*Exercise directions*
Look through the data below for the line with "filename src/actor/client.rs", and transcribe it exactly together with each line after it up to and including the line with "let (tx, rx) = mpsc::channel(buffer_size);". Give nothing else.

*Data records*

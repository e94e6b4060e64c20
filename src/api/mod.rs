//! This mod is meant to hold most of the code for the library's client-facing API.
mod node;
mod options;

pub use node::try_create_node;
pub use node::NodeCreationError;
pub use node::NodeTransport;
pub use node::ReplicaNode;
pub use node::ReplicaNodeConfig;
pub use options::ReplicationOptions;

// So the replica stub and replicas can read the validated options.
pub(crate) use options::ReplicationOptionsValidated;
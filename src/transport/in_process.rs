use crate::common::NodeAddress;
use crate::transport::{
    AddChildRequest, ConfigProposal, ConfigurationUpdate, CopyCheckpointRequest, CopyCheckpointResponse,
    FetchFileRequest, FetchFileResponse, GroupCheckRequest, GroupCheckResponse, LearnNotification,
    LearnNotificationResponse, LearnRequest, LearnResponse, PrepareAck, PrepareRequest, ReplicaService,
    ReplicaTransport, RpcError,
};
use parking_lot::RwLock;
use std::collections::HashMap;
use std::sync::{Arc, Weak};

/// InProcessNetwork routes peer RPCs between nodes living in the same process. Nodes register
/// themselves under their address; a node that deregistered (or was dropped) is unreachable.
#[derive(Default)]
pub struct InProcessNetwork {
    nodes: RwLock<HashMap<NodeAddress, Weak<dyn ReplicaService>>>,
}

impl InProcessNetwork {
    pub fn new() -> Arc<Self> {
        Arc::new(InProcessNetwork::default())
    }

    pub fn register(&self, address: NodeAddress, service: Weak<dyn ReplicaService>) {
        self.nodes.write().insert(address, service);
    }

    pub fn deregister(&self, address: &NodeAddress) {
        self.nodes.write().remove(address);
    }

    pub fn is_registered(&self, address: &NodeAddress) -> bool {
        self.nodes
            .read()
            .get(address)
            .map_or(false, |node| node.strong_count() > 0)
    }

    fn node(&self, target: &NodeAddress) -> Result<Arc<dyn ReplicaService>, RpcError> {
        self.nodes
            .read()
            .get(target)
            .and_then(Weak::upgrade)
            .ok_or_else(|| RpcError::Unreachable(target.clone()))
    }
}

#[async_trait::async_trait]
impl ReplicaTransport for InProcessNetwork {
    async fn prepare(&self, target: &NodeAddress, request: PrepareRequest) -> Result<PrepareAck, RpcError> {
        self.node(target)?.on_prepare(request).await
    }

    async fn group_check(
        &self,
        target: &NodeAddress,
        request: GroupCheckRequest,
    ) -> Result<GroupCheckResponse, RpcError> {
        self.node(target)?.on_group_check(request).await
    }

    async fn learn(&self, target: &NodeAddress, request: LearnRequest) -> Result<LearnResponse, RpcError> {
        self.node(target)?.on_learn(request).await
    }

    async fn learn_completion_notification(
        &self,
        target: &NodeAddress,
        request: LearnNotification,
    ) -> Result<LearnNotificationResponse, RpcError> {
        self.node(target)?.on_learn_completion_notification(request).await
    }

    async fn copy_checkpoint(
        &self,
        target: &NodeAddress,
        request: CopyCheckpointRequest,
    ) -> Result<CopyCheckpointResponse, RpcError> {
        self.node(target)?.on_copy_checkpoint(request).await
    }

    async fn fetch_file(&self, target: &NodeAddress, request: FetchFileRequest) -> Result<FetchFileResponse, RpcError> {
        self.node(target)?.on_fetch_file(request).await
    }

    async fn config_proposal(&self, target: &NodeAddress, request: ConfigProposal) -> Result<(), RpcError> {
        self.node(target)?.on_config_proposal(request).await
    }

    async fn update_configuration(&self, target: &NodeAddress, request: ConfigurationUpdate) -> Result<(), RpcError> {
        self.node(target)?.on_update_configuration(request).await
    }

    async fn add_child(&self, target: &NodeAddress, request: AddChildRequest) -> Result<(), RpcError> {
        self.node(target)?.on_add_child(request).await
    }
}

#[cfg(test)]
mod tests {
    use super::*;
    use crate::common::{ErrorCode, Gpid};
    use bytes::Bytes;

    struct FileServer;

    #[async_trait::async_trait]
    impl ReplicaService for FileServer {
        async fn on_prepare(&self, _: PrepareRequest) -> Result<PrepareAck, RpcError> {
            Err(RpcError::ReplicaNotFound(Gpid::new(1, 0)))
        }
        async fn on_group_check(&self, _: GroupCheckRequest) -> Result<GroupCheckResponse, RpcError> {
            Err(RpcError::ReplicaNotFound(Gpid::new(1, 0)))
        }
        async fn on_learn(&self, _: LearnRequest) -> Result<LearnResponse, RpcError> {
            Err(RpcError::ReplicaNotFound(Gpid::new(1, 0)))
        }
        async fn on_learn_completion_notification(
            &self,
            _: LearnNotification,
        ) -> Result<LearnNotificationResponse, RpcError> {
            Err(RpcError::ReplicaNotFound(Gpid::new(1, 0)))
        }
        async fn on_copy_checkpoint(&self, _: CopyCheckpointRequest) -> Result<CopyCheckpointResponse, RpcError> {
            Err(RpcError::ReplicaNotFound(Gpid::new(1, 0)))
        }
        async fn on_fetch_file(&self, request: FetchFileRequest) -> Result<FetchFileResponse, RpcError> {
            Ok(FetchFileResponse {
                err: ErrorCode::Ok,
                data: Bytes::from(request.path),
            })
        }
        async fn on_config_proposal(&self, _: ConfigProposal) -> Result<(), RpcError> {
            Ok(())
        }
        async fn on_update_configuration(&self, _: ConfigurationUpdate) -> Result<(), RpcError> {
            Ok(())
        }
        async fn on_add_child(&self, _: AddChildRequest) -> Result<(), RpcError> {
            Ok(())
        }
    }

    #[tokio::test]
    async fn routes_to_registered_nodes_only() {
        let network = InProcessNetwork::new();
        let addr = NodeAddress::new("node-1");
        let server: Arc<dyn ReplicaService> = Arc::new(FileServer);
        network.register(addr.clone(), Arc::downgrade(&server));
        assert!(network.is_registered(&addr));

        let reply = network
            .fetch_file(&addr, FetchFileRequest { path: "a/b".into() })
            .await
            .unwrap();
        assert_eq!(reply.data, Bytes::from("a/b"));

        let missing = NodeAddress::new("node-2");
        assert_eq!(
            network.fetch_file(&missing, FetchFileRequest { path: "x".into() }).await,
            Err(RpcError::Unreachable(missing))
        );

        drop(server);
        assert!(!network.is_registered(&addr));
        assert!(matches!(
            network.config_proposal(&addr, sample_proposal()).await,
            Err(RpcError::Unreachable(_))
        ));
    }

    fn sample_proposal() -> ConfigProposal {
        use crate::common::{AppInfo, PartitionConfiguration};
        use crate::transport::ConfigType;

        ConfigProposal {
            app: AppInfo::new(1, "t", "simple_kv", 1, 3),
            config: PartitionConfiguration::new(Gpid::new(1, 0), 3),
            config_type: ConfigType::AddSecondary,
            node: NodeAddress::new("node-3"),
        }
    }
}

* * *

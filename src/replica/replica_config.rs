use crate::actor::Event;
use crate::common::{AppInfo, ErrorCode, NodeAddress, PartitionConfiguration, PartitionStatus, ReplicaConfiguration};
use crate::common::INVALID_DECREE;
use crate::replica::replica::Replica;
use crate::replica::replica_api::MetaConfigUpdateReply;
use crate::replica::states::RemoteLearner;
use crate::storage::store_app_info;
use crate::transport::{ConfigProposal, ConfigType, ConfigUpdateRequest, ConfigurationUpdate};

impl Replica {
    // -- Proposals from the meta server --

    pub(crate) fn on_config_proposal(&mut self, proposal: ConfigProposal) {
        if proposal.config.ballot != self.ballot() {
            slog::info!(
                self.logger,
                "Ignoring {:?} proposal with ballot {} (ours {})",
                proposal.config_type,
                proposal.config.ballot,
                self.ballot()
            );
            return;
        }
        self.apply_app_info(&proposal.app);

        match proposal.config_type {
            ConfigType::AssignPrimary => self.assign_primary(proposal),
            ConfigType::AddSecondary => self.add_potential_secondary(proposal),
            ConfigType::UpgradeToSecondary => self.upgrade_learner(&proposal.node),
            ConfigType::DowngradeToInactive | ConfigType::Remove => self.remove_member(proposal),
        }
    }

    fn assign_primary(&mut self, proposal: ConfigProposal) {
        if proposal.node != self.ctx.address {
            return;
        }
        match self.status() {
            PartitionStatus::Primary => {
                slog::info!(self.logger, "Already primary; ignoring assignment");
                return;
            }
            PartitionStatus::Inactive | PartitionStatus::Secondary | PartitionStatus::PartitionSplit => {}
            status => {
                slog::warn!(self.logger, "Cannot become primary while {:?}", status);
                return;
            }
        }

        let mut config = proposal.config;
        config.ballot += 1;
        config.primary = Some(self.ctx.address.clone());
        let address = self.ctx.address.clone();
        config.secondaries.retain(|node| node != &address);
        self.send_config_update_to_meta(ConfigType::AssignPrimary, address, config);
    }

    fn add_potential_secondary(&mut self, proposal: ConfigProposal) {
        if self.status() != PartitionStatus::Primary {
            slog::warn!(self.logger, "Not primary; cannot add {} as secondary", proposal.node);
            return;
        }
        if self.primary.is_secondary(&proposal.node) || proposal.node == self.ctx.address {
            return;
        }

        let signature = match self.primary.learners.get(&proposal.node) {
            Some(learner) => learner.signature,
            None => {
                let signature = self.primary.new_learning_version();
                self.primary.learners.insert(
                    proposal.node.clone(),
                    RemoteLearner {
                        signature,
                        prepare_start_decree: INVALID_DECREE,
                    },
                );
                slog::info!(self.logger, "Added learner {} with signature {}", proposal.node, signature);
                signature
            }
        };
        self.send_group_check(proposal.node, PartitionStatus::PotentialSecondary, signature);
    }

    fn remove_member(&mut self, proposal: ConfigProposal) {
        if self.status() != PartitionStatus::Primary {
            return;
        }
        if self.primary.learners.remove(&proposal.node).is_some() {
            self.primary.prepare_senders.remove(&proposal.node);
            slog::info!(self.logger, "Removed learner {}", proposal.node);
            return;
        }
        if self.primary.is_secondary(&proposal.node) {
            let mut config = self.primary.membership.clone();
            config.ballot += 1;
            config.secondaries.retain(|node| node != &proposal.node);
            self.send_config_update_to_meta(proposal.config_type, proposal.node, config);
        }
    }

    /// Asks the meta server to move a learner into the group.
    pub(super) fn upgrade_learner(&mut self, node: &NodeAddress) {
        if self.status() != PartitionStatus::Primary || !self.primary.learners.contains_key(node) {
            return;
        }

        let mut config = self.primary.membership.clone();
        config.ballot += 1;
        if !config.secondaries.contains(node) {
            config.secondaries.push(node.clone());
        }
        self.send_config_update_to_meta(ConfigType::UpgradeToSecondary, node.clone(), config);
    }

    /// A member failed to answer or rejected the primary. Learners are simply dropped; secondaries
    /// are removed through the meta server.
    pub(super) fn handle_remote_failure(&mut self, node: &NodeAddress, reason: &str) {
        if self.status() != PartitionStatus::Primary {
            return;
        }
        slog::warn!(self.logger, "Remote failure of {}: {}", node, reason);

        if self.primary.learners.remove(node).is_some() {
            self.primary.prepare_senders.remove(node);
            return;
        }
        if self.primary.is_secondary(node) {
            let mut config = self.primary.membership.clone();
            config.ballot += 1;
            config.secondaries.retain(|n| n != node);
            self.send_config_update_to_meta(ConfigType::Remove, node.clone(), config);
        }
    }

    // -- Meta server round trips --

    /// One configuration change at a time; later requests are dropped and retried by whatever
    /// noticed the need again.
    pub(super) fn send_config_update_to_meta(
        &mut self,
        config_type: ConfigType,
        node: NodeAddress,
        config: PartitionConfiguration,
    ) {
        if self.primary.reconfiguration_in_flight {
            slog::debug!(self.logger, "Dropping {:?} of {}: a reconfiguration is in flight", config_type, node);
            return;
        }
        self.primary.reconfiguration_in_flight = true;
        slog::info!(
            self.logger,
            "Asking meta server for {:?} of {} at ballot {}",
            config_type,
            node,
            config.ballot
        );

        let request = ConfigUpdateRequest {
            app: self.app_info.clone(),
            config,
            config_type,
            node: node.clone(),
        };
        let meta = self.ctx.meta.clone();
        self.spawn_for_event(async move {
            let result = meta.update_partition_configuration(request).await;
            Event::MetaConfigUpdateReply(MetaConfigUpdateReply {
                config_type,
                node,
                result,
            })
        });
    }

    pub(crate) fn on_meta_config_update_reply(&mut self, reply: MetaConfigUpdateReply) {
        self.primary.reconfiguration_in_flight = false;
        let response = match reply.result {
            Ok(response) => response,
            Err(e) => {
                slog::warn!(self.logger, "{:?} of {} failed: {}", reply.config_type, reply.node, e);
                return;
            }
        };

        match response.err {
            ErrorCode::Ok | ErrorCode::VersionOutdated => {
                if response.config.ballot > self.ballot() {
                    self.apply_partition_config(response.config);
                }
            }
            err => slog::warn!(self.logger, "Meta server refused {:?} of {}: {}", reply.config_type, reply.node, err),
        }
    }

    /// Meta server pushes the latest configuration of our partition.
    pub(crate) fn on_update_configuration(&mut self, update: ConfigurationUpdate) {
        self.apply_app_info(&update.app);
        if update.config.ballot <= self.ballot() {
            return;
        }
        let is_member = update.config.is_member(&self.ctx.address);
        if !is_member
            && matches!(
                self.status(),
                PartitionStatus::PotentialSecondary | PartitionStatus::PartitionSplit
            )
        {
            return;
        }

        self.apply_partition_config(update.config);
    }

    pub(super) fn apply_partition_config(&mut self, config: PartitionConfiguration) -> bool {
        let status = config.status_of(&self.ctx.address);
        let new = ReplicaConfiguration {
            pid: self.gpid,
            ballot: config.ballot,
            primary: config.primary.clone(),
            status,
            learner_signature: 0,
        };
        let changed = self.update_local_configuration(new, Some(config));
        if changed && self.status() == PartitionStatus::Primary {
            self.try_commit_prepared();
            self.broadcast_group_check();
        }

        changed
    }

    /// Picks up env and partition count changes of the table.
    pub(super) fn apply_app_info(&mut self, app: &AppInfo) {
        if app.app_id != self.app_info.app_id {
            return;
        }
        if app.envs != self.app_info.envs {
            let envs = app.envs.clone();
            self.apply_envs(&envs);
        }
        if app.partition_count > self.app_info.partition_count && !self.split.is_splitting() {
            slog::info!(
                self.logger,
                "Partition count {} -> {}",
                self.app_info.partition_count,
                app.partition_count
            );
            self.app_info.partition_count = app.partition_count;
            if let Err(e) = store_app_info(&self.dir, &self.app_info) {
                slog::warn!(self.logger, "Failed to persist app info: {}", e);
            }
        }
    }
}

--

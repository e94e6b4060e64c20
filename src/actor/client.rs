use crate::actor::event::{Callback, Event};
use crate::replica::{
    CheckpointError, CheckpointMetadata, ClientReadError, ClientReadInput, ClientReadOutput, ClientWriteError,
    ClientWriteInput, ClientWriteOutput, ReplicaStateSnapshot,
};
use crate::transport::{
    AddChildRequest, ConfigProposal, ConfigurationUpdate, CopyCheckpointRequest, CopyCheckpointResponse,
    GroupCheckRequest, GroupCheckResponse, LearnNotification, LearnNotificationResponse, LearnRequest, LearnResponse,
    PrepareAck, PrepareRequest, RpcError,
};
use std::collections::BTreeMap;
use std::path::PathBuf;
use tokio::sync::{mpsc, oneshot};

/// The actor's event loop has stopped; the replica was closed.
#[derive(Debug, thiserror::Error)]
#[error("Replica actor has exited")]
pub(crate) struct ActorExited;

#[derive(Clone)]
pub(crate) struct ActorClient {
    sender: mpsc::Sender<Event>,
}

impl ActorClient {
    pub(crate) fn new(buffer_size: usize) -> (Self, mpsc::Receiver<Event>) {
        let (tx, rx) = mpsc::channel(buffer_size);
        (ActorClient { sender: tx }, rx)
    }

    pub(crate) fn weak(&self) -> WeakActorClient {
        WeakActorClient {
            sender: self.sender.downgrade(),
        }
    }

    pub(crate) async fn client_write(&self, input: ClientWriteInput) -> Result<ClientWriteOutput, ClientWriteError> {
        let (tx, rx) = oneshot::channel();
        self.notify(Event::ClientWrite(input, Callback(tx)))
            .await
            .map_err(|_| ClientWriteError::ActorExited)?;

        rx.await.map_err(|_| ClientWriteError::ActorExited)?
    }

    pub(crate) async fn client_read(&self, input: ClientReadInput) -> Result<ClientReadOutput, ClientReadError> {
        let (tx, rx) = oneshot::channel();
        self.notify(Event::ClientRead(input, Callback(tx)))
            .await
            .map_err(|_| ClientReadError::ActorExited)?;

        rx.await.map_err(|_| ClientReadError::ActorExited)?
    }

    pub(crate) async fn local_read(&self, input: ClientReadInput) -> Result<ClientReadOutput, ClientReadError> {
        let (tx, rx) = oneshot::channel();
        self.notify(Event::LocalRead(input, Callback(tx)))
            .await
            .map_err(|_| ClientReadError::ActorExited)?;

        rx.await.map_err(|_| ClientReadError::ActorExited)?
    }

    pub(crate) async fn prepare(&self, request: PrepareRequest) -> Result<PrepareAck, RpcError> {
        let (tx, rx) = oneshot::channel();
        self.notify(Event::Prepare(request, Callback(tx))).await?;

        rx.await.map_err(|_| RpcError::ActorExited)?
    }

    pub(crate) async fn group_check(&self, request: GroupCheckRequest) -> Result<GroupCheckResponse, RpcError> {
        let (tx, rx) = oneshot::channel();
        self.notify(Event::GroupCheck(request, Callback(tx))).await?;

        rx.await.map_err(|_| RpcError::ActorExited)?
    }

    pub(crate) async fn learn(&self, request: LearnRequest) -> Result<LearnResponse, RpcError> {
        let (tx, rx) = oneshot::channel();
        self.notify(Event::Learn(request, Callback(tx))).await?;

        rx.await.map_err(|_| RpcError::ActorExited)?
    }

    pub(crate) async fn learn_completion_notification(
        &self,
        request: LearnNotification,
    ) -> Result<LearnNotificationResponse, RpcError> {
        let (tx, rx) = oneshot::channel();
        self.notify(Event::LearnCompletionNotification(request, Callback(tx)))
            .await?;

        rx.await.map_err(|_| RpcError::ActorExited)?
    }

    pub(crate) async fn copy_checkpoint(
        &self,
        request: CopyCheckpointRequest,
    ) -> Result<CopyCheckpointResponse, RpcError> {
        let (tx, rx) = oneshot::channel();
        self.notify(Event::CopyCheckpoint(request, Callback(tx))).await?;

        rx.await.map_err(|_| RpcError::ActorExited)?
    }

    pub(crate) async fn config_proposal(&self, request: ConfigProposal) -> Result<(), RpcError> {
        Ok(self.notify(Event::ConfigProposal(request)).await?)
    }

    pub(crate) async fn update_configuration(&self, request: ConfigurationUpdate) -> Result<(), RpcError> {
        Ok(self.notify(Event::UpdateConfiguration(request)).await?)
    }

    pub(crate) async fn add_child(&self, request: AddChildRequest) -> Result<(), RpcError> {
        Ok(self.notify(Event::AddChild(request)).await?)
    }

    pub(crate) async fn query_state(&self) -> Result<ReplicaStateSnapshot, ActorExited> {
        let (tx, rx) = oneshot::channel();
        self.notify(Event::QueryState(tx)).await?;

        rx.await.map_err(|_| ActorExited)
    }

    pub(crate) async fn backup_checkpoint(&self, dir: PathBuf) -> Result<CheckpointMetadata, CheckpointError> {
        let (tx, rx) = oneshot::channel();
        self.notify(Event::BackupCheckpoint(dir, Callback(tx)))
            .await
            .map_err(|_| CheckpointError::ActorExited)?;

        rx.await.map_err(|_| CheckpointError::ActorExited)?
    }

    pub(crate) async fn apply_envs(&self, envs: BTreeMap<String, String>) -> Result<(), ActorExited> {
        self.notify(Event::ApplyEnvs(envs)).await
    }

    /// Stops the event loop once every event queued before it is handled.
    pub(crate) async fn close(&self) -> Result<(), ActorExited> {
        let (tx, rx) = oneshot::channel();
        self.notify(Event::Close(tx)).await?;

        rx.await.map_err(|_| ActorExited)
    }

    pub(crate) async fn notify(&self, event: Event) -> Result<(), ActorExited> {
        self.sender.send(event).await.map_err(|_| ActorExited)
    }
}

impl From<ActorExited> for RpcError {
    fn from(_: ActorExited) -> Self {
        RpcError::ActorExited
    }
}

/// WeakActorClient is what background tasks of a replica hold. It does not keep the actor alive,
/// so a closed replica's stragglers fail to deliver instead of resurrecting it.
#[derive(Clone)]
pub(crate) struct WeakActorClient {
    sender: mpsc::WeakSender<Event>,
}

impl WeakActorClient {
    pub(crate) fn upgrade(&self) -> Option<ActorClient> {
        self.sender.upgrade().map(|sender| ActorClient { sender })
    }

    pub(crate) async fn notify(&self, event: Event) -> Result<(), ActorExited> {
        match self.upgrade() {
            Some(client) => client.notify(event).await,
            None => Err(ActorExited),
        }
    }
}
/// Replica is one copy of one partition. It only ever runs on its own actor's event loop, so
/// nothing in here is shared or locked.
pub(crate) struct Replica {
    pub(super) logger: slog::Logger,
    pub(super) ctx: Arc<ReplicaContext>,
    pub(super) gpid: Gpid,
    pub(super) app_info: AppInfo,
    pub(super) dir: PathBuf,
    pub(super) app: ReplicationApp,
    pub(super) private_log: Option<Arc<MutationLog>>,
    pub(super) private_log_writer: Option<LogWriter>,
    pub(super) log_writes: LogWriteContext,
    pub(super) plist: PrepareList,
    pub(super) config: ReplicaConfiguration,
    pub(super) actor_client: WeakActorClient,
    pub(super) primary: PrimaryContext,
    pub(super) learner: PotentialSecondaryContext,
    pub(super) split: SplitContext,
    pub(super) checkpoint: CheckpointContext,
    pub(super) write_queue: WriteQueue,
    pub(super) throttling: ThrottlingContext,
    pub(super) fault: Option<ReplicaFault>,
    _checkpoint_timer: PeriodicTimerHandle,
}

*Task result*
filename src/actor/client.rs
use crate::actor::event::{Callback, Event};
use crate::replica::{
    CheckpointError, CheckpointMetadata, ClientReadError, ClientReadInput, ClientReadOutput, ClientWriteError,
    ClientWriteInput, ClientWriteOutput, ReplicaStateSnapshot,
};
use crate::transport::{
    AddChildRequest, ConfigProposal, ConfigurationUpdate, CopyCheckpointRequest, CopyCheckpointResponse,
    GroupCheckRequest, GroupCheckResponse, LearnNotification, LearnNotificationResponse, LearnRequest, LearnResponse,
    PrepareAck, PrepareRequest, RpcError,
};
use std::collections::BTreeMap;
use std::path::PathBuf;
use tokio::sync::{mpsc, oneshot};

/// The actor's event loop has stopped; the replica was closed.
#[derive(Debug, thiserror::Error)]
#[error("Replica actor has exited")]
pub(crate) struct ActorExited;

#[derive(Clone)]
pub(crate) struct ActorClient {
    sender: mpsc::Sender<Event>,
}

impl ActorClient {
    pub(crate) fn new(buffer_size: usize) -> (Self, mpsc::Receiver<Event>) {
        let (tx, rx) = mpsc::channel(buffer_size);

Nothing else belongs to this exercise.